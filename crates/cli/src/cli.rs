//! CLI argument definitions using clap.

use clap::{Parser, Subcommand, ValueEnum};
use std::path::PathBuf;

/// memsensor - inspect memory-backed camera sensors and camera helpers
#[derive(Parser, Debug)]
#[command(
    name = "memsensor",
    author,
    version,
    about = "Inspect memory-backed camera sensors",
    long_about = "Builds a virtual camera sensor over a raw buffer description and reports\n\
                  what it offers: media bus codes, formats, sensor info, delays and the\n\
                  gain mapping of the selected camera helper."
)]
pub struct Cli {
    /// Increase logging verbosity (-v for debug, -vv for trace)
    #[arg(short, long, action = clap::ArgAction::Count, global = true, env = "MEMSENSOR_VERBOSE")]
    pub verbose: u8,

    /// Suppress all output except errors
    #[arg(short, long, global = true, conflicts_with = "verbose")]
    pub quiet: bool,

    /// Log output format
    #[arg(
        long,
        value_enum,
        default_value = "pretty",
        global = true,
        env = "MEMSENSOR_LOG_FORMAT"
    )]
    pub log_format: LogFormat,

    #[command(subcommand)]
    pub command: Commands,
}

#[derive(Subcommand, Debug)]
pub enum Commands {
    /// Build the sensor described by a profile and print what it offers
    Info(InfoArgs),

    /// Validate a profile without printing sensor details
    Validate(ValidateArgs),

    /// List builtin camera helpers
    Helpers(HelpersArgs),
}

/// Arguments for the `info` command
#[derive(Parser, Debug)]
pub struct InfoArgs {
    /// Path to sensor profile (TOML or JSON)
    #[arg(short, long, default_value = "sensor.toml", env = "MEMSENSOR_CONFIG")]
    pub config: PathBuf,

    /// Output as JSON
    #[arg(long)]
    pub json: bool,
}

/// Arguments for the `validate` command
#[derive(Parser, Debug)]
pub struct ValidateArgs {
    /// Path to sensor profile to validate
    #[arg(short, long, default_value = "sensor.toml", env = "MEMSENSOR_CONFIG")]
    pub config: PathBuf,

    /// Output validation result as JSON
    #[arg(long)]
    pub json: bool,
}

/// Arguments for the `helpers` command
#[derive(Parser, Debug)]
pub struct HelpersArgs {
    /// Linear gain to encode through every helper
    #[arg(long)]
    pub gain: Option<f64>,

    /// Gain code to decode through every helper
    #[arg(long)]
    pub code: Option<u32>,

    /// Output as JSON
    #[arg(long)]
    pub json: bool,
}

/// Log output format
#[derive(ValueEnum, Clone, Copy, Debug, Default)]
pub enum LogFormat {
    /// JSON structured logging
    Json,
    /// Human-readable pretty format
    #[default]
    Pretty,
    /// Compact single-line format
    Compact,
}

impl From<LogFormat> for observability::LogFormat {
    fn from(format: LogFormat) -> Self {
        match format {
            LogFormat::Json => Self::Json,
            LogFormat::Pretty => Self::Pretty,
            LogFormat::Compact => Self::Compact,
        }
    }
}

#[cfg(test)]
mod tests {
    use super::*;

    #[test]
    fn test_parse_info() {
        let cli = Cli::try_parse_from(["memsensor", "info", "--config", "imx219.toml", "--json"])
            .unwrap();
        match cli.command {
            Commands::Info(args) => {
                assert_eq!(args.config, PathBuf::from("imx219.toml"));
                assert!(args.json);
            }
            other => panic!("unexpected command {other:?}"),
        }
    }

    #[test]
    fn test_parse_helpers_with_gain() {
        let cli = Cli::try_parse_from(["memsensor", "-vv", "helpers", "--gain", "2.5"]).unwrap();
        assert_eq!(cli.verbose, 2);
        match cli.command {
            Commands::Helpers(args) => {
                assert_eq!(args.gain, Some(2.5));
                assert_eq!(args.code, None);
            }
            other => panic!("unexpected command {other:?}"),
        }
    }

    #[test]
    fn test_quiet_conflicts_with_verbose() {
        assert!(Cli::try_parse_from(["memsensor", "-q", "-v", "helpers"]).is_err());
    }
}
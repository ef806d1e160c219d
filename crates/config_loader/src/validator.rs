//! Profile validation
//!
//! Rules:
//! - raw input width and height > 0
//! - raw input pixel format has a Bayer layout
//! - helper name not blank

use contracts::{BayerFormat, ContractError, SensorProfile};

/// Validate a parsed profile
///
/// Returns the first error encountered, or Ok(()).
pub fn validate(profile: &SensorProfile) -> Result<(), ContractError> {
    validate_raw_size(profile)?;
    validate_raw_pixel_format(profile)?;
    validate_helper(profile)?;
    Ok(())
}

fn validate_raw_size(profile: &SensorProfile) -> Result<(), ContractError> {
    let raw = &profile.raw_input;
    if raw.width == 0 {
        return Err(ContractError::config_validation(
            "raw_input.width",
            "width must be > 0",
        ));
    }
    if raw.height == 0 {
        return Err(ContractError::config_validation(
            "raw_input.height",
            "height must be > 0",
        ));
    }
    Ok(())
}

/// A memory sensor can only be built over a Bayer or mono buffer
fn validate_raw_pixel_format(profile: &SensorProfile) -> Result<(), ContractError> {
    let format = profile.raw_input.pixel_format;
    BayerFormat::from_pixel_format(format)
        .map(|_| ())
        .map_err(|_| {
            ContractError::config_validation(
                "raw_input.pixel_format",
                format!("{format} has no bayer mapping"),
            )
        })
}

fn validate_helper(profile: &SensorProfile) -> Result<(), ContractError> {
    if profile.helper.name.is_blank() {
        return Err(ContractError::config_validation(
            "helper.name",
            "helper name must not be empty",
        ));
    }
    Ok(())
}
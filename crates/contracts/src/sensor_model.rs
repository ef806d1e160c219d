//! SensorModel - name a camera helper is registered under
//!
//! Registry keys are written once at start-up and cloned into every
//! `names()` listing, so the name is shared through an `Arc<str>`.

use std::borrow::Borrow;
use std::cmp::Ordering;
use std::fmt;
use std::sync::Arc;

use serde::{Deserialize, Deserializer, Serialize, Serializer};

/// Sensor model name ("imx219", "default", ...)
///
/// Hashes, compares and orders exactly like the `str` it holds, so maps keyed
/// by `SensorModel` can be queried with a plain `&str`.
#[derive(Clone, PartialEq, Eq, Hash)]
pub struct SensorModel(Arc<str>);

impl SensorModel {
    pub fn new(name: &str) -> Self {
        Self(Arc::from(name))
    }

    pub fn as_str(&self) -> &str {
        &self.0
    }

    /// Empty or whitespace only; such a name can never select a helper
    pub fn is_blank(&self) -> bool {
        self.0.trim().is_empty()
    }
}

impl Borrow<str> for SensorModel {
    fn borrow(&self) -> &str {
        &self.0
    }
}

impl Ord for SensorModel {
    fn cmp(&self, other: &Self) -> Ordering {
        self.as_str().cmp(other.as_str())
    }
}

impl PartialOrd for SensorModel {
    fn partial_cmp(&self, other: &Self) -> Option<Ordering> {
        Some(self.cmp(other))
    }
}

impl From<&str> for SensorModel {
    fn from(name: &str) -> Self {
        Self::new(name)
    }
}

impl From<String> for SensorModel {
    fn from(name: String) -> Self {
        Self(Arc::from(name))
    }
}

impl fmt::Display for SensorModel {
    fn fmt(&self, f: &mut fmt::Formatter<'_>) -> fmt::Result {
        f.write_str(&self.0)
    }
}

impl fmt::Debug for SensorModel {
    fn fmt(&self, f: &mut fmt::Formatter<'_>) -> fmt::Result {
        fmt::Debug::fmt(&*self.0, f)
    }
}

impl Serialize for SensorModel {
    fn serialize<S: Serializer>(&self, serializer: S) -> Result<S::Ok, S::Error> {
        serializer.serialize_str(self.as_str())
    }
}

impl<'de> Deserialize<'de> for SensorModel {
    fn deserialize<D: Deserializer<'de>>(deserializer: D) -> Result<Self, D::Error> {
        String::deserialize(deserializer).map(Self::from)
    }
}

________________________

The output should be exactly the lines above from the line containing "use super::*;" to the line containing "fn validate_raw_pixel_format(profile: &SensorProfile)", inclusive, with no other lines.

    use super::*;

    #[test]
    fn test_parse_info() {
        let cli = Cli::try_parse_from(["memsensor", "info", "--config", "imx219.toml", "--json"])
            .unwrap();
        match cli.command {
            Commands::Info(args) => {
                assert_eq!(args.config, PathBuf::from("imx219.toml"));
                assert!(args.json);
            }
            other => panic!("unexpected command {other:?}"),
        }
    }

    #[test]
    fn test_parse_helpers_with_gain() {
        let cli = Cli::try_parse_from(["memsensor", "-vv", "helpers", "--gain", "2.5"]).unwrap();
        assert_eq!(cli.verbose, 2);
        match cli.command {
            Commands::Helpers(args) => {
                assert_eq!(args.gain, Some(2.5));
                assert_eq!(args.code, None);
            }
            other => panic!("unexpected command {other:?}"),
        }
    }

    #[test]
    fn test_quiet_conflicts_with_verbose() {
        assert!(Cli::try_parse_from(["memsensor", "-q", "-v", "helpers"]).is_err());
    }
}
repository ef806d1e160c219d
filename crates/config_loader/src/validator.rs
//! Profile validation
//!
//! Rules:
//! - raw input width and height > 0
//! - raw input pixel format has a Bayer layout
//! - helper name not blank

use contracts::{BayerFormat, ContractError, SensorProfile};

/// Validate a parsed profile
///
/// Returns the first error encountered, or Ok(()).
pub fn validate(profile: &SensorProfile) -> Result<(), ContractError> {
    validate_raw_size(profile)?;
    validate_raw_pixel_format(profile)?;
    validate_helper(profile)?;
    Ok(())
}

fn validate_raw_size(profile: &SensorProfile) -> Result<(), ContractError> {
    let raw = &profile.raw_input;
    if raw.width == 0 {
        return Err(ContractError::config_validation(
            "raw_input.width",
            "width must be > 0",
        ));
    }
    if raw.height == 0 {
        return Err(ContractError::config_validation(
            "raw_input.height",
            "height must be > 0",
        ));
    }
    Ok(())
}

/// A memory sensor can only be built over a Bayer or mono buffer
fn validate_raw_pixel_format(profile: &SensorProfile) -> Result<(), ContractError> {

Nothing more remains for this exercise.